What, exactly, is the point of all this? Well, as a developer writing a controller – I can get easy access to all the dependencies that represent the architectural context I’m running within. The databases, services, message brokers, email server, blah blah blah that the application as a whole depends on. They’re right there – I just add the interface, one method and bang – ICanHazCheeseburger.

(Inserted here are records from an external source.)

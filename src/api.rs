use axum::{
    async_trait,
    extract::{DefaultBodyLimit, FromRequestParts, Multipart, Path, State},
    http::{header, request::Parts, StatusCode},
    response::{IntoResponse, Json, Response},
    routing::{delete, get, post, put},
    Router,
};
use serde::Serialize;
use uuid::Uuid;

use crate::{
    document_service::{DocumentService, UploadedFile},
    errors::{ApiError, ErrorContext, ErrorResponse},
    models::*,
    study_service::StudyService,
};

// Import logging macros
use crate::{log_api_start, log_api_success, log_api_warn};

/// Header carrying the caller's user id.
pub const USER_ID_HEADER: &str = "x-user-id";

/// Room for multipart framing and the title field on top of the file itself.
const MULTIPART_OVERHEAD_BYTES: usize = 64 * 1024;

#[derive(Clone)]
pub struct AppState {
    pub documents: DocumentService,
    pub study: StudyService,
    pub max_upload_bytes: usize,
}

#[derive(Serialize)]
pub struct ApiResponse<T> {
    pub success: bool,
    pub data: Option<T>,
    pub error: Option<String>,
}

impl<T> ApiResponse<T> {
    pub fn success(data: T) -> Self {
        Self {
            success: true,
            data: Some(data),
            error: None,
        }
    }

    pub fn error(message: String) -> Self {
        Self {
            success: false,
            data: None,
            error: Some(message),
        }
    }
}

type ApiResult<T> = Result<Json<ApiResponse<T>>, ErrorResponse>;

/// The caller, identified by the `X-User-Id` header.
#[derive(Debug, Clone, Copy, PartialEq, Eq)]
pub struct AuthUser(pub Uuid);

#[async_trait]
impl<S> FromRequestParts<S> for AuthUser
where
    S: Send + Sync,
{
    type Rejection = ErrorResponse;

    async fn from_request_parts(parts: &mut Parts, _state: &S) -> Result<Self, Self::Rejection> {
        let context = || ErrorContext::new("authenticate", "user");

        let Some(value) = parts.headers.get(USER_ID_HEADER) else {
            return Err(ApiError::Unauthorized("missing X-User-Id header".to_string())
                .to_response_with_context(context()));
        };

        value
            .to_str()
            .ok()
            .and_then(|raw| Uuid::parse_str(raw.trim()).ok())
            .map(AuthUser)
            .ok_or_else(|| {
                ApiError::Unauthorized("X-User-Id must be a UUID".to_string())
                    .to_response_with_context(context())
            })
    }
}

More interesting, is what I can’t do. I can’t decide that my TradeEntryController needs a TradePricingCalculator and inject that as a dependency. Well, I could, but I’d be making TradePricingCalculator available everywhere, and I’ve got a little more work to do than I would if I was using plain old Spring or Guice – I’ve an interface to create, a couple of lines to add to some scarily named GlobalControllerFactory. Why is this important? It adds some friction. It makes something bad hard to do. I’m forced instead to think about creating a TradePrices object and adding some functionality to it. I’m forced to have a rich domain, because I can’t just move all my functionality off into a TradePriceCalculatorVisitorFactoryManagerBuilder.

The choices we make and the technologies we choose make some things easy and other things hard. We need to think carefully about whether the things we make easy should be easy. It’s always possible to do the right thing, but sometimes we need to make it easier than doing the wrong thing.